Robert Francis 'Bob' Koehler: Taking life by the reins

CENTERTON -- A young Bob Koehler peered through the wood slat fence that stood taller than he was.

Next door to his parents' dairy farm in Clarence, N.Y., a family was moving in. They brought horses with them -- big, graceful, fascinating creatures.

"I saw horses go by and always loved them," Koehler says. "But I never had the opportunity to do anything with them. When the neighbors moved in, they built a barn and I wandered over there."

The youngest of nine children, he began to sneak off to the neighbors' house regularly. He learned that if he cleaned the barn and did upkeep on the farm, they rewarded him with riding time. What's more, it gave him the chance to learn more about the mysterious animals.

Sitting atop that pony, Koehler hadn't the slightest inkling that he would one day be a world-class professional polo player and the highest rated in Colorado 16 years in a row, or that he would own polo clubs and dozens of horses. He only hoped he'd figure out how to keep from being rammed into the barn.

BY THE BOOTSTRAPS

Friends knew that inviting him over meant a horse would come too. Several times Todd Hall, a longtime friend of Koehler's, would ask him to go into town and the two would go side by side -- Hall on a motorcycle and Koehler on horseback.

The same rule held when searching for Koehler.

"We'd be sitting there and someone would say, 'Where's Bob?' and he'd be at the fences with the horses," Hall says. "He would do anything to ride a horse -- clean the barn ... he was hands on more than anything and so in love with horses. He couldn't afford one and his parents certainly couldn't."

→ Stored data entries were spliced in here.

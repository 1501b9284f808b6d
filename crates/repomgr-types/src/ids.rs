//! Stable identifiers for rules, repository types and file locations.
//!
//! Rule names are the `rule:` values accepted in a spec file. They are part of
//! the user-facing contract and must never change spelling.

// Spec
pub const SPEC_VERSION_V1: &str = "1";
pub const DEFAULT_SPEC_FILENAME: &str = "repo-manager-rules.yml";

// Rules
pub const RULE_GO_DEP_MODULE_MIN_VERSION: &str = "go-dep-module-min-version";
pub const RULE_GO_DEP_HAS_NO_MODULE: &str = "go-dep-has-no-module";
pub const RULE_GO_VERSION: &str = "go-version";
pub const RULE_GO_DEP_HAS_MODULE: &str = "go-dep-has-module";
pub const RULE_GO_DEP_MODULE_EXACT_VERSION: &str = "go-dep-module-exact-version";

/// Sentinel accepted wherever a rule takes a module version: resolve the
/// highest tag of the module's remote repository at init time.
pub const VERSION_LATEST: &str = "latest";

// Repository types
pub const REPO_TYPE_GOLANG: &str = "golang";
pub const GO_MOD_FILENAME: &str = "go.mod";

// Remote access
pub const DEFAULT_PRIVATE_KEY: &str = "$HOME/.ssh/id_rsa";
pub const GIT_SSH_USER: &str = "git";

/// All rule names, in registry order.
pub fn all_rule_names() -> &'static [&'static str] {
    &[
        RULE_GO_DEP_MODULE_MIN_VERSION,
        RULE_GO_DEP_HAS_NO_MODULE,
        RULE_GO_VERSION,
        RULE_GO_DEP_HAS_MODULE,
        RULE_GO_DEP_MODULE_EXACT_VERSION,
    ]
}

/// All supported repository types.
pub fn all_repo_types() -> &'static [&'static str] {
    &[REPO_TYPE_GOLANG]
}
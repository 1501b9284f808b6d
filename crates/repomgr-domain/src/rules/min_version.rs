use super::{Rule, RuleError, RuleKind, messages, resolve_module_version};
use crate::params::{PARAM_MIN_VERSION, PARAM_MODULE, RuleParams};
use crate::resolver::TagResolver;
use crate::version::Version;

pub(super) fn build(params: &RuleParams, resolver: &dyn TagResolver) -> Result<Rule, RuleError> {
    let module = params.require(PARAM_MODULE)?;
    let min_version =
        resolve_module_version(module, params.require(PARAM_MIN_VERSION)?, resolver)?;
    Ok(min_version_rule(module, min_version))
}

/// Warn unless `module` is required at `min_version` or higher.
pub fn min_version_rule(module: &str, min_version: Version) -> Rule {
    let module = module.to_string();
    let warn_present = messages::requirement_present(&module);
    let warn_at_least = messages::requirement_at_least(&module, min_version.original());

    Rule::new(RuleKind::GoDepModuleMinVersion, move |repo| {
        let Some(require) = repo.find_require(&module) else {
            return vec![warn_present.clone()];
        };

        match Version::parse(&require.version) {
            Ok(actual) if actual >= min_version => Vec::new(),
            _ => vec![warn_at_least.clone()],
        }
    })
}
#[cfg(test)]
mod tests {
    use super::*;
    use crate::db::Database;
    use crate::models::{AppointmentPayload, PatientPayload};
    use pretty_assertions::assert_eq;

    async fn setup() -> Database {
        Database::open_in_memory().await.unwrap()
    }

    fn appointment(patient: &str, at: &str, now: i64) -> Record {
        Record::from_payload(&AppointmentPayload::new(patient, "doctor-1", at), now).unwrap()
    }

    #[tokio::test(flavor = "multi_thread")]
    async fn test_put_and_get() {
        let db = setup().await;
        let repo = LibSqlRecordRepository::new(db.connection());

        let record = Record::from_payload(&PatientPayload::new("Meena"), 1_000).unwrap();
        repo.put(&record).await.unwrap();

        let fetched = repo
            .get(Collection::Patient, &record.id)
            .await
            .unwrap()
            .unwrap();
        assert_eq!(fetched, record);

        // Same id in a different collection is not visible
        assert!(repo
            .get(Collection::Appointment, &record.id)
            .await
            .unwrap()
            .is_none());
    }

    #[tokio::test(flavor = "multi_thread")]
    async fn test_put_resets_status_and_keeps_created_at() {
        let db = setup().await;
        let repo = LibSqlRecordRepository::new(db.connection());

        let mut record = appointment("p-1", "2024-06-01T09:00:00Z", 1_000);
        repo.put(&record).await.unwrap();
        repo.mark_synced(&record.id, Some("srv-1")).await.unwrap();

        record.created_at = 9_999;
        record.updated_at = 2_000;
        record.payload["status"] = serde_json::json!("cancelled");
        repo.put(&record).await.unwrap();

        let fetched = repo
            .get(Collection::Appointment, &record.id)
            .await
            .unwrap()
            .unwrap();
        assert_eq!(fetched.sync_status, SyncStatus::Pending);
        assert_eq!(fetched.created_at, 1_000);
        assert_eq!(fetched.updated_at, 2_000);
        assert_eq!(fetched.server_id.as_deref(), Some("srv-1"));
        assert_eq!(fetched.payload["status"], "cancelled");
    }

    #[tokio::test(flavor = "multi_thread")]
    async fn test_put_rejects_collection_change() {
        let db = setup().await;
        let repo = LibSqlRecordRepository::new(db.connection());

        let record = Record::from_payload(&PatientPayload::new("Meena"), 1_000).unwrap();
        repo.put(&record).await.unwrap();

        let mut moved = record.clone();
        moved.collection = Collection::Prescription;
        assert!(repo.put(&moved).await.is_err());
    }

    #[tokio::test(flavor = "multi_thread")]
    async fn test_list_by_owner_and_date() {
        let db = setup().await;
        let repo = LibSqlRecordRepository::new(db.connection());

        repo.put(&appointment("p-1", "2024-06-01T09:00:00Z", 1))
            .await
            .unwrap();
        repo.put(&appointment("p-1", "2024-06-02T09:00:00Z", 2))
            .await
            .unwrap();
        repo.put(&appointment("p-2", "2024-06-01T11:00:00Z", 3))
            .await
            .unwrap();

        let for_p1 = repo
            .list(Collection::Appointment, &RecordFilter::owner("p-1"))
            .await
            .unwrap();
        assert_eq!(for_p1.len(), 2);
        assert!(for_p1[0].created_at < for_p1[1].created_at);

        let on_first = repo
            .list(Collection::Appointment, &RecordFilter::on_date("2024-06-01"))
            .await
            .unwrap();
        assert_eq!(on_first.len(), 2);

        let limited = repo
            .list(Collection::Appointment, &RecordFilter::default().with_limit(1))
            .await
            .unwrap();
        assert_eq!(limited.len(), 1);

        let patients = repo
            .list(Collection::Patient, &RecordFilter::default())
            .await
            .unwrap();
        assert!(patients.is_empty());
    }

    #[tokio::test(flavor = "multi_thread")]
    async fn test_status_transitions_and_counts() {
        let db = setup().await;
        let repo = LibSqlRecordRepository::new(db.connection());

        let first = appointment("p-1", "2024-06-01T09:00:00Z", 1);
        let second = appointment("p-1", "2024-06-02T09:00:00Z", 2);
        let third = appointment("p-1", "2024-06-03T09:00:00Z", 3);
        for record in [&first, &second, &third] {
            repo.put(record).await.unwrap();
        }

        repo.update_sync_status(Collection::Appointment, &first.id, SyncStatus::Synced)
            .await
            .unwrap();
        repo.mark_failed(&second.id, "rejected: missing doctor")
            .await
            .unwrap();

        let counts = repo.status_counts().await.unwrap();
        assert_eq!(
            counts,
            StatusCounts {
                pending: 1,
                synced: 1,
                failed: 1
            }
        );
        assert_eq!(counts.total(), 3);

        let failed = repo
            .list(
                Collection::Appointment,
                &RecordFilter::default().with_status(SyncStatus::Failed),
            )
            .await
            .unwrap();
        assert_eq!(failed.len(), 1);
        assert_eq!(
            failed[0].last_error.as_deref(),
            Some("rejected: missing doctor")
        );
    }

    #[tokio::test(flavor = "multi_thread")]
    async fn test_update_missing_record_is_not_found() {
        let db = setup().await;
        let repo = LibSqlRecordRepository::new(db.connection());

        let error = repo
            .update_sync_status(Collection::Patient, &RecordId::new(), SyncStatus::Synced)
            .await
            .unwrap_err();
        assert!(matches!(error, Error::NotFound(_)));
    }

    #[tokio::test(flavor = "multi_thread")]
    async fn test_delete() {
        let db = setup().await;
        let repo = LibSqlRecordRepository::new(db.connection());

        let record = Record::from_payload(&PatientPayload::new("Meena"), 1_000).unwrap();
        repo.put(&record).await.unwrap();

        assert!(repo.delete(Collection::Patient, &record.id).await.unwrap());
        assert!(!repo.delete(Collection::Patient, &record.id).await.unwrap());
        assert!(repo
            .get(Collection::Patient, &record.id)
            .await
            .unwrap()
            .is_none());
    }
}
use thiserror::Error;

#[derive(Debug, Error)]
pub enum CliError {
    #[error(transparent)]
    Core(#[from] telecare_core::Error),
    #[error(transparent)]
    Serialization(#[from] serde_json::Error),
    #[error("Record ID cannot be empty")]
    EmptyRecordId,
    #[error("Invalid record ID: {0}")]
    InvalidRecordId(String),
    #[error("Latitude and longitude must be given together")]
    IncompleteLocation,
    #[error(
        "Sync is not configured. Set TELECARE_API_BASE_URL (and TELECARE_API_TOKEN if the service needs one), or pass --config with an api_base_url."
    )]
    SyncNotConfigured,
}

In the world of professional polo, it's hard not to imagine the ranks of elite society. Riding polo costs money -- for lessons, the helmet, the mallet, and if you get serious about it -- the horse, the stable, the upkeep. When Koehler discovered polo, he had none of those things and no means to get them. He and his siblings sometimes swapped clothes to have something different to wear to school the next day.

What they lacked in material wealth, Koehler said, his mother made up for with love and attention.

At age 9, he began working on the neighbors' farm, where he grew accustomed to the hard work of caring for horses. Koehler didn't mind it, though. In fact, his few spare moments away from the farm were spent with reading material about horses, like Western Horseman magazine.

Without riding lessons and few pointers on how to train horses, Koehler, 54, is among the few that are truly self-taught. He maintains that working on the farm and immersing himself in everything horse-related made up for that lack of formal training.

"He was good at everything with horses," Hall says. "When he was young, he could watch a polo match and could tell if there was something wrong with a horse by looking at it while someone was riding it. It came to him naturally."

Koehler found a group of local boys who played polo at night, and became an avid spectator long before he was old enough to play. He studied the structure of the game, the traits of good horses and how things fit together.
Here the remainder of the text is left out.